CSPRNG
Les générateurs pseudo-aléatoires (PRNG) sont énormément utilisés en cryptographie, que ce soit pour générer des clés utilisées par des algorithmes de chiffrement symétriques, des salts pour perturber les logiciels de prédiction, des vecteurs d'initialisation utiles lors de l'utilisation de chiffrements par bloc en chaine, etc ...
Les cryptographes développent des algorithmes en se basant sur l'idée qu'on peut effectivement générer des nombres de manière imprévisible. Mais peut-on vraiment soutenir la robustesse d'un algorithme de chiffrement qui se base sur des nombres qu'un attaquant saurait deviner à l'avance ? Autrement dit, à quel point un algorithme peut être sécurisé, s'il est possible pour un attaquant de compromettre le générateur qu'il utilise ? Il apparait alors évidemment qu'un générateur se doit d'être lui aussi robuste et sécurisé.
Nous nous intéressons donc ici à certains modèles de générateurs pseudo-aléatoires crypto-sécurisés (CSPRNG).
Attaques de PRNG
On peut distinguer plusieurs types d'attaques de PRNGs:
L'attaque cryptanalytique directe correspond au fait de se baser sur une partie du flux de valeurs aléatoires fourni par un générateur afin de cerner en quoi il diffère d'un flux de valeurs parfaitement aléatoires. L'attaque basée sur les inputs signifie que les inputs du générateur sont manipulées afin de l'attaquer. Par exemple, il est possible d'empêcher un générateur d'accumuler assez d'entropie pour ne pas dévoiler d'informations sur son état actuel. Les attaques partant d'un générateur compromis correspondent aux attaques qui utilisent la connaissance de l'état interne d'une générateur pour prédire ses prochaines valeurs ou les anciennes.
Yarrow
Yarrow désigne une famille de PRNG conçue par Bruce Schneier, John Kelsey et Niels Ferguson en 1999, dont le nom fait référence à d'anciens rites de divination.
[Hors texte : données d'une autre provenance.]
impl Arena {
    /// Create an empty arena on `grid`.
    #[must_use]
    pub fn new(grid: NavGrid) -> Self {
        Self {
            map_id: 0,
            tick: 0,
            grid,
            fog: BTreeSet::new(),
            thick_roof: BTreeSet::new(),
            gas: BTreeSet::new(),
            cover: BTreeMap::new(),
            relations: FactionRelations::new(),
            combatants: BTreeMap::new(),
            shields: Vec::new(),
        }
    }

    /// Build an arena from a parsed scenario.
    ///
    /// # Errors
    ///
    /// Returns `CoreError::InvalidState` for a malformed layout or duplicate
    /// entity ids, and `CoreError::InvalidConfig` when validation fails.
    pub fn from_def(def: ArenaDef) -> Result<Self> {
        let mut arena = Self::new(parse_layout(&def.layout)?);
        arena.map_id = def.map_id;
        arena.tick = def.tick;
        arena.fog = def.fog.into_iter().collect();
        arena.thick_roof = def.thick_roof.into_iter().collect();
        arena.gas = def.gas.into_iter().collect();
        arena.cover = def.cover.into_iter().map(|c| (c.cell, c.block_chance)).collect();
        for faction in def.factions {
            arena.relations.add_faction(faction);
        }
        for (a, b) in def.hostilities {
            arena.relations.set_hostile(a, b, true);
        }
        for combatant in def.combatants {
            arena.spawn(combatant)?;
        }
        arena.shields = def.shields;

        let errors = arena.validate();
        if !errors.is_empty() {
            return Err(CoreError::InvalidConfig(errors.join("; ")));
        }
        tracing::info!(
            map = arena.map_id,
            width = arena.grid.width(),
            height = arena.grid.height(),
            combatants = arena.combatants.len(),
            shields = arena.shields.len(),
            "Loaded arena"
        );
        Ok(arena)
    }

    /// Parse a RON scenario.
    ///
    /// # Errors
    ///
    /// Returns `CoreError::ParseError` for malformed RON and any error of
    /// [`Arena::from_def`].
    pub fn from_ron_str(text: &str) -> Result<Self> {
        let def: ArenaDef = ron::from_str(text).map_err(|e| CoreError::parse("arena", &e))?;
        Self::from_def(def)
    }

    /// Check the arena contents. Returns a list of problems.
    #[must_use]
    pub fn validate(&self) -> Vec<String> {
        let mut errors = Vec::new();
        for combatant in self.combatants.values() {
            if !self.grid.in_bounds(combatant.cell()) {
                errors.push(format!("combatant {} is outside the grid", combatant.id));
            }
            if combatant.priority_factor < Fixed::ZERO {
                errors.push(format!("combatant {} has a negative priority factor", combatant.id));
            }
        }
        let mut shield_ids = BTreeSet::new();
        for shield in &self.shields {
            if !shield_ids.insert(shield.id) {
                errors.push(format!("shield {} is listed twice", shield.id));
            }
            if shield.radius <= Fixed::ZERO {
                errors.push(format!("shield {} has a non-positive radius", shield.id));
            }
        }
        for (cell, chance) in &self.cover {
            if *chance < Fixed::ZERO || *chance > Fixed::ONE {
                errors.push(format!("cover at ({}, {}) is outside 0..=1", cell.x, cell.z));
            }
        }
        errors
    }

    /// Navigation grid.
    #[must_use]
    pub const fn grid(&self) -> &NavGrid {
        &self.grid
    }

    /// Mutable navigation grid.
    pub fn grid_mut(&mut self) -> &mut NavGrid {
        &mut self.grid
    }

    /// Faction hostility table.
    #[must_use]
    pub const fn relations(&self) -> &FactionRelations {
        &self.relations
    }

    /// Mutable faction hostility table.
    ///
    /// Tell every [`TargetCache`] built on this arena about changes.
    pub fn relations_mut(&mut self) -> &mut FactionRelations {
        &mut self.relations
    }

    /// Set the current tick.
    pub fn set_tick(&mut self, tick: u64) {
        self.tick = tick;
    }

    /// Advance the clock.
    pub fn advance(&mut self, ticks: u64) {
        self.tick += ticks;
    }

    /// Add a combatant.
    ///
    /// # Errors
    ///
    /// Returns `CoreError::InvalidState` if the id is taken.
    pub fn spawn(&mut self, combatant: Combatant) -> Result<()> {
        if self.combatants.contains_key(&combatant.id) {
            return Err(CoreError::InvalidState(format!(
                "Entity {} already exists",
                combatant.id
            )));
        }
        self.combatants.insert(combatant.id, combatant);
        Ok(())
    }

    /// Remove a combatant.
    pub fn despawn(&mut self, id: EntityId) -> Option<Combatant> {
        self.combatants.remove(&id)
    }

    /// Remove a combatant and drop it from this region's selector state.
    pub fn despawn_tracked(
        &mut self,
        id: EntityId,
        cache: &mut TargetCache,
        memory: &mut AttackMemory,
    ) -> Option<Combatant> {
        let removed = self.despawn(id)?;
        cache.notify_despawned(id);
        memory.forget(id);
        Some(removed)
    }

    /// Mutable access to a combatant.
    pub fn combatant_mut(&mut self, id: EntityId) -> Option<&mut Combatant> {
        self.combatants.get_mut(&id)
    }

    /// All combatants in id order.
    pub fn combatants(&self) -> impl Iterator<Item = &Combatant> {
        self.combatants.values()
    }

    /// Add a shield emitter.
    pub fn add_shield(&mut self, shield: ShieldEmitter) {
        self.shields.push(shield);
    }

    /// Shield emitters.
    #[must_use]
    pub fn shields(&self) -> &[ShieldEmitter] {
        &self.shields
    }

    /// Mutable shield emitters.
    pub fn shields_mut(&mut self) -> &mut Vec<ShieldEmitter> {
        &mut self.shields
    }

    /// Mark a cell fogged or clear.
    pub fn set_fogged(&mut self, cell: Cell, fogged: bool) {
        toggle(&mut self.fog, cell, fogged);
    }

    /// Put a thick roof over a cell or remove it.
    pub fn set_thick_roof(&mut self, cell: Cell, roofed: bool) {
        toggle(&mut self.thick_roof, cell, roofed);
    }

    /// Fill a cell with gas or clear it.
    pub fn set_gas(&mut self, cell: Cell, gas: bool) {
        toggle(&mut self.gas, cell, gas);
    }

    /// Set the cover block chance of a cell. Zero removes the cover.
    pub fn set_cover(&mut self, cell: Cell, block_chance: Fixed) {
        if block_chance <= Fixed::ZERO {
            self.cover.remove(&cell);
        } else {
            self.cover.insert(cell, block_chance);
        }
    }

    /// A target cache listing every combatant, for every known faction.
    #[must_use]
    pub fn target_cache(&self) -> TargetCache {
        TargetCache::build(self, self.relations.factions(), self.combatants.keys().copied())
    }

    fn gas_between(&self, from: Cell, to: Cell, skip_first: bool) -> bool {
        ShotLineCells::new(from, to)
            .filter(|&cell| cell != to && !(skip_first && cell == from))
            .any(|cell| self.gas.contains(&cell))
    }
}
Le modèle Yarrow se divise en 3 composants principaux : un accumulateur d'entropie, un mécanisme de reseed et un générateur à proprement parler (+ problème des anniversaires).
Accumulateur d'entropie
Yarrow comporte 2 boîtes (pool) dédiées à stocker les bits aléatoires issus de sources d'entropie. Typiquement, ces bits proviennent du système d'exploitation de la machine et du materiel en lui même (exemples : timing exacts de pression des touches, trajectoire du pointeur, ...). Pour les remplir, il va donc être question d'estimer la quantité d'entropie présente dans un apport. Cela dit, elles possèdent chacune une fonction d'estimation d'entropie qui lui est propre. L'une est qualifiée de rapide car la fonction d'estimation qui l'accompagne est plutôt optimiste quant à la quantité d'entropie qu'elle récupère dans un apport. L'autre est plus lente car plus conservatrice en entropie. Ces pool contiennent des données hashées, ce qui leur permet de perturber un attaquant qui voudrait obtenir de l'information dessus en contrôlant certaines sources d'entropie.
Reseed
Le reseed est l'action d'utiliser l'entropie stockée par les pool afin de modifier la clé privée du générateur. Ce mécanisme doit faire un compromis entre 2 approches. D'une part, il est préférable de reseed souvent afin d'empêcher un générateur compromis à un moment donné de divulguer trop d'informations. Mais d'autre part, on n'a pas toujours une quantité d'entropie suffisante pour être sûr qu'un attaquant ne puisse pas deviner quelles pourraient être les prochaines valeurs générées. C'est pourquoi utiliser trop souvent ce qu'on a accumulé peut mener à une faiblesse du système. C'est ici que l'idée d'avoir 2 pool rentre en jeu : la pool rapide permet d'effectuer des reseed assez régulièrement, et la pool lente permet de garder un taux "d'imprévisibilité" assez élevé.
Générateur
Pour générer des nombres pseudo aléatoires, Yarrow utilise un compteur qui sera incrémenté à chaque fois que l'on aura besoin d'une nouvelle valeur, puis encrypte ce compteur à l'aide d'un mécanisme de chiffrement par bloc qui utilise la clé du générateur. Le problème ici est que selon le problème des anniversaires, un générateur parfaitement aléatoire finira par produire des valeurs qu'il a déjà produite. L'utilisation d'un compteur comme mécanisme de génération empêche de reproduire ce phénomène, ce qui va à l'encontre du principe de génération d'une suite de valeur que l'on ne pourrait dissocier d'une suite de valeurs parfaitement aléatoires. C'est pourquoi il existe un mécanisme de "porte"/"gate" qui va régulièrement rechanger la clé (d'une autre manière que par un reseed) afin de permettre au générateur de renvoyer à l'occasion, des valeurs déjà produites.
Bilan
Bons points : Yarrow est un CSPRNG relativement performant et donc concrètement utilisable. Il peut être utilisé par des programmeurs non-expert en cryptographie en restant relativement sécurisé. Son niveau de sécurité dépend fondamentalement des mécanismes cryptographiques utilisés, et ces mécanismes peuvent être simplement remplacés par des choix contextuellement pertinents ou au file de l'évolution des outils cryptographiques.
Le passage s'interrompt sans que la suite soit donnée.